▸ How to complete this task
Check each line of the entries below for the string "enumerate"; copy every line where it appears.

________________________________________

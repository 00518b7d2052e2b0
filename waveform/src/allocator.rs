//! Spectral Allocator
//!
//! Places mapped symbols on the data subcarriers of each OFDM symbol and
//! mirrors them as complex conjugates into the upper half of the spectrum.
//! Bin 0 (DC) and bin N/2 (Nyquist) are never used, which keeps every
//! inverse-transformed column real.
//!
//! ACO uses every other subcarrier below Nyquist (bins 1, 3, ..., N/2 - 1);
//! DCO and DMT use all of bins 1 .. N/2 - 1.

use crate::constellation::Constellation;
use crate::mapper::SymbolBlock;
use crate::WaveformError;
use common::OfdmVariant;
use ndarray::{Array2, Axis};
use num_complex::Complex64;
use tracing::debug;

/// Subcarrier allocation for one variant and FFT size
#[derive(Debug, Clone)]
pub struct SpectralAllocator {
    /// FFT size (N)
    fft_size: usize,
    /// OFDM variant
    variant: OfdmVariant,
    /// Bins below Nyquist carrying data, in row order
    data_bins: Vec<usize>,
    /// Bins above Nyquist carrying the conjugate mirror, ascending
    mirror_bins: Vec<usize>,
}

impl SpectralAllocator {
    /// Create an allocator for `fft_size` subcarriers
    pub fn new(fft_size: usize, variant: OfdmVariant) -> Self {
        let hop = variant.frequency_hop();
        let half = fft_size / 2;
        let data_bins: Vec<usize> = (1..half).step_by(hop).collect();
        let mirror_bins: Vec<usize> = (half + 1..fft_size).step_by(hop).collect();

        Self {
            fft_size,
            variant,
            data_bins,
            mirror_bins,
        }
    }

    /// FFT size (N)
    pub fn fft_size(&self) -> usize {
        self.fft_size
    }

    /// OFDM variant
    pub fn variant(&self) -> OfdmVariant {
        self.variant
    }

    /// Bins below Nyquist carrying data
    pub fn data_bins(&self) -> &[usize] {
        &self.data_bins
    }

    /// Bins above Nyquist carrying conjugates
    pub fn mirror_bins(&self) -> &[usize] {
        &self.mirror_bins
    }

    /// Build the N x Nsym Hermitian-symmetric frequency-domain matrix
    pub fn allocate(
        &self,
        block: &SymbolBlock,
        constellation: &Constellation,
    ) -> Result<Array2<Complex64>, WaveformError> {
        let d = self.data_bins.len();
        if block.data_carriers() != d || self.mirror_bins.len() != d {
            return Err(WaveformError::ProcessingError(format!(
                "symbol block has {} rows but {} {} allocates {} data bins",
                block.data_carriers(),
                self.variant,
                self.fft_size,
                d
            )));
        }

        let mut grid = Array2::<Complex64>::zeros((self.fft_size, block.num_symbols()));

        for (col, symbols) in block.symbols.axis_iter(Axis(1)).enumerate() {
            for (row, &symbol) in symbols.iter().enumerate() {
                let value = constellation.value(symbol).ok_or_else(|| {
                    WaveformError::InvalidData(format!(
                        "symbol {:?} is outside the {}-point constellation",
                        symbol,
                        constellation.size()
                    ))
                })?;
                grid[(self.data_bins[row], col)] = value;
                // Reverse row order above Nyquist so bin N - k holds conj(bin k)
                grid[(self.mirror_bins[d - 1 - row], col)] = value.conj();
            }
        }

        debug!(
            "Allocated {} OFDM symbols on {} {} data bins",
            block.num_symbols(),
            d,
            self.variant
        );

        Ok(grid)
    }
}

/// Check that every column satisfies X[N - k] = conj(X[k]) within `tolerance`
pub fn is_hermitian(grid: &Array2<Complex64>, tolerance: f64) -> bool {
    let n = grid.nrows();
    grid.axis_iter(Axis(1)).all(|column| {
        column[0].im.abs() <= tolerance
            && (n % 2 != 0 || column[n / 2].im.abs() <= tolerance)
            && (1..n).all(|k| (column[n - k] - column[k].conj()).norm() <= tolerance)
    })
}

________________________________________

▸ Exercise output
        for (col, symbols) in block.symbols.axis_iter(Axis(1)).enumerate() {
            for (row, &symbol) in symbols.iter().enumerate() {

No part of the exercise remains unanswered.